On-line version ISSN 2316-5197

Analytica vol.7 no.13 São João del Rei Jul./Dec. 2018

 

ARTIGOS

 

Aporias1 na tecnocultura: Alice

 

 

Hudson A. R. Bonomo

M.Sc. em Engenharia Mecânica pela COPPE - Universidade Federal do Rio de Janeiro. Participante da Escola Letra Freudiana/RJ. Membro da Apertura para Outro Lacan (A.P.O.La) da Argentina. Pós-graduado em Clínica Psicanalítica na Universidade Santa Úrsula/RJ. E-mail: hudsonletra@gmail.com

 

 


RESUMO

Neste texto apresenta-se uma série de questões relativas ao tédio que, leva à fuga do sujeito em busca de um devaneio digital que seja mais satisfatório que a realidade da vida cotidiana. Passando por Freud e outros autores, podemos vislumbrar que ainda estamos em um terreno de incertezas e em construção. De um desejo inicial de Alice, nossa personagem, e navegando pelos questionamentos, espera-se que a reflexão seja iniciada no leitor para acompanhar a pesquisa que não para de ser lembrada, repetida e trabalhada por meio disso.
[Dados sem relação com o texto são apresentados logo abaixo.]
mod card;
mod cli;
mod color;
mod config;
mod html;
mod not_found;
mod notifier;
mod output;
mod page;
mod router;
mod session;
mod strings;

#[cfg(test)]
mod page_tests;

use anyhow::{bail, Result};
use clap::Parser;
use cli::{Cli, Commands, OutputFormat};
use config::Config;
use github_backend::GitHubClient;
use notifier::TerminalNotifier;
use output::{output_error, output_not_found, output_page};
use page::{SearchPage, SubmitOutcome};
use router::Route;
use session::Session;
use std::process::ExitCode;
use tracing_subscriber::EnvFilter;

fn main() -> ExitCode {
    let cli = Cli::parse();
    color::init(cli.color);
    init_logging(cli.verbose);

    match run(&cli) {
        Ok(code) => code,
        Err(e) => {
            output_error(&e, cli.format);
            ExitCode::from(1)
        }
    }
}

/// Logs go to stderr so they never mix with rendered output.
/// `RUST_LOG` takes precedence over `--verbose`.
fn init_logging(verbose: bool) {
    let filter = EnvFilter::try_from_default_env()
        .unwrap_or_else(|_| EnvFilter::new(default_log_filter(verbose)));

    tracing_subscriber::fmt()
        .with_env_filter(filter)
        .with_writer(std::io::stderr)
        .with_target(false)
        .init();
}

fn default_log_filter(verbose: bool) -> &'static str {
    if verbose {
        "repofinder=debug,github_backend=debug"
    } else {
        "repofinder=warn,github_backend=warn"
    }
}

fn run(cli: &Cli) -> Result<ExitCode> {
    if let Commands::Completions { shell } = &cli.command {
        Cli::generate_completions(*shell);
        return Ok(ExitCode::SUCCESS);
    }

    let mut config = Config::load(cli.config.clone())?;
    config.merge_with_cli(cli.api_url.clone());
    config.validate()?;
    tracing::debug!(api_url = %config.api_url, "configuration loaded");

    let client = GitHubClient::with_base_url(&config.api_url).with_user_agent(&config.user_agent);

    match &cli.command {
        Commands::Search { query } => handle_search(&client, &query.join(" "), cli.format),
        Commands::Interactive => handle_interactive(&client, cli.format),
        Commands::View { path } => handle_view(&client, path, cli.format),
        Commands::Completions { .. } => unreachable!("completions are handled before config"),
    }
}

fn handle_search(client: &GitHubClient, query: &str, format: OutputFormat) -> Result<ExitCode> {
    let text = format == OutputFormat::Text;
    let notifier = TerminalNotifier::new(text, text);
    let mut page = SearchPage::new(client, &notifier);

    let outcome = page.submit_search(query);
    output_page(&page, notifier.take_notifications(), format);

    Ok(match outcome {
        SubmitOutcome::Loaded(_) => ExitCode::SUCCESS,
        SubmitOutcome::Rejected | SubmitOutcome::Failed => ExitCode::from(1),
    })
}

fn handle_interactive(client: &GitHubClient, format: OutputFormat) -> Result<ExitCode> {
    if format != OutputFormat::Text {
        bail!("Interactive mode only supports text output");
    }

    let notifier = TerminalNotifier::new(true, true);
    let page = SearchPage::new(client, &notifier);
    let opener = |url: &str| open::that(url);

    let stdout = std::io::stdout();
    let mut session = Session::new(page, stdout.lock(), &opener);
    session.run(std::io::stdin().lock())?;
    Ok(ExitCode::SUCCESS)
}

fn handle_view(client: &GitHubClient, path: &str, format: OutputFormat) -> Result<ExitCode> {
    match Route::resolve(path) {
        Route::Search => {
            let notifier = TerminalNotifier::new(false, false);
            let page = SearchPage::new(client, &notifier);
            match format {
                // The empty page has nothing below the form, so print the title
                OutputFormat::Text => println!("{}", strings::APP_TITLE),
                _ => output_page(&page, Vec::new(), format),
            }
            Ok(ExitCode::SUCCESS)
        }
        Route::NotFound(path) => {
            output_not_found(&path, format);
            Ok(ExitCode::from(1))
        }
    }
}

#[cfg(test)]
mod tests {
    use super::*;

    #[test]
    fn default_filter_keeps_warnings() {
        assert_eq!(default_log_filter(false), "repofinder=warn,github_backend=warn");
        assert!(default_log_filter(true).contains("repofinder=debug"));
        // Both directives must parse, or the subscriber would drop them
        EnvFilter::try_new(default_log_filter(false)).unwrap();
        EnvFilter::try_new(default_log_filter(true)).unwrap();
    }
}
use std::path::PathBuf;

/// Order files of the shader dir are compiled in
#[derive(Debug, Default, Clone, Copy, PartialEq, Eq)]
pub enum EntryOrder {
    /// Lexicographic by file name, the same on every platform
    #[default]
    Sorted,
    /// Whatever order the OS lists the directory in
    Listing,
}

/// What a failed compiler invocation does to the build
#[derive(Debug, Default, Clone, Copy, PartialEq, Eq)]
pub enum FailurePolicy {
    /// Compile every file, then fail with all the failures
    #[default]
    Report,
    /// Log the failure and carry on, the build still succeeds
    Continue,
}

#[derive(Debug, Clone)]
pub struct BuildOptions {
    /// The compiler to run, looked up on `PATH` when it's a bare name
    pub compiler: PathBuf,
    /// Write artifacts here instead of next to their sources
    pub out_dir: Option<PathBuf>,
    pub order: EntryOrder,
    pub on_failure: FailurePolicy,
    /// Print each invocation to stdout before running it
    pub echo_invocations: bool,
    /// Print `cargo::` directives, for use from a `build.rs`
    pub cargo_directives: bool,
}

impl Default for BuildOptions {
    fn default() -> Self {
        Self {
            compiler: PathBuf::from("glslc"),
            out_dir: None,
            order: EntryOrder::default(),
            on_failure: FailurePolicy::default(),
            echo_invocations: true,
            cargo_directives: false,
        }
    }
}

impl BuildOptions {
    /// Options for a build script, artifacts go to `OUT_DIR` when cargo set it
    pub fn for_build_script() -> Self {
        Self {
            out_dir: std::env::var_os("OUT_DIR").map(PathBuf::from),
            cargo_directives: true,
            ..Default::default()
        }
    }
}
Palavras-chave: Tédio. Fuga da realidade. Devaneios, Fantasias. Gozo. Corpo.


ABSTRACT

This article presents a series of questions related to boredom that leads the escape of the individual searching for a digital daydream more pleasant than the reality of the daily life. Passing through Freud and other authors we can notice that we are still in a land of uncertainties and on development. From a starting desire of Alice, our character, and the questionings, we expect that the reflection starts with the reader to guide the research we keep reminding, repeating and working through the text.

Keywords: Boredom. Escape from reality. Daydreams. Fantasies. Pleasure. Body.


RESUMEN

Este texto aborda una serie de interrogantes relacionadas con el tedio que conduce a la fuga del individuo en busca un ensueño digital más placentero que la realidad de la vida cotidiana. Pasando por Freud y otros autores se vislumbra que todavía nos encontramos en un terreno de incertidumbres y en construcción. A partir del deseo inicial de Alice, nuestro personaje, y de la incursión en los cuestionamientos, se espera que la reflexión parta desde el lector y así acompañe la investigación que no se deja de mencionar, repetir y trabajar en el texto.

Palabras clave: Tedio. Fuga de la realidad. Ensueños. Fantasías. Placer. Cuerpo.


RÉSUMÉ

Cet article présente une variété de questions liées à l'ennui que conduit à la fuite de l'individu en cherchant une rêverie numérique qui soit plus jouissante que la réalité de la vie quotidienne. En passant par Freud et d'autres auteurs on rend compte que nous sommes encore dans un terrain d'incertitudes et en développement. En commençant par un premier désir d'Alice, notre personnage, et en naviguant par les questionnements, on n'espère que le lecteur commence la réflexion qui accompagne la recherche qu'on ne cesse pas de rappeler, de répéter et de travailler dans le texte.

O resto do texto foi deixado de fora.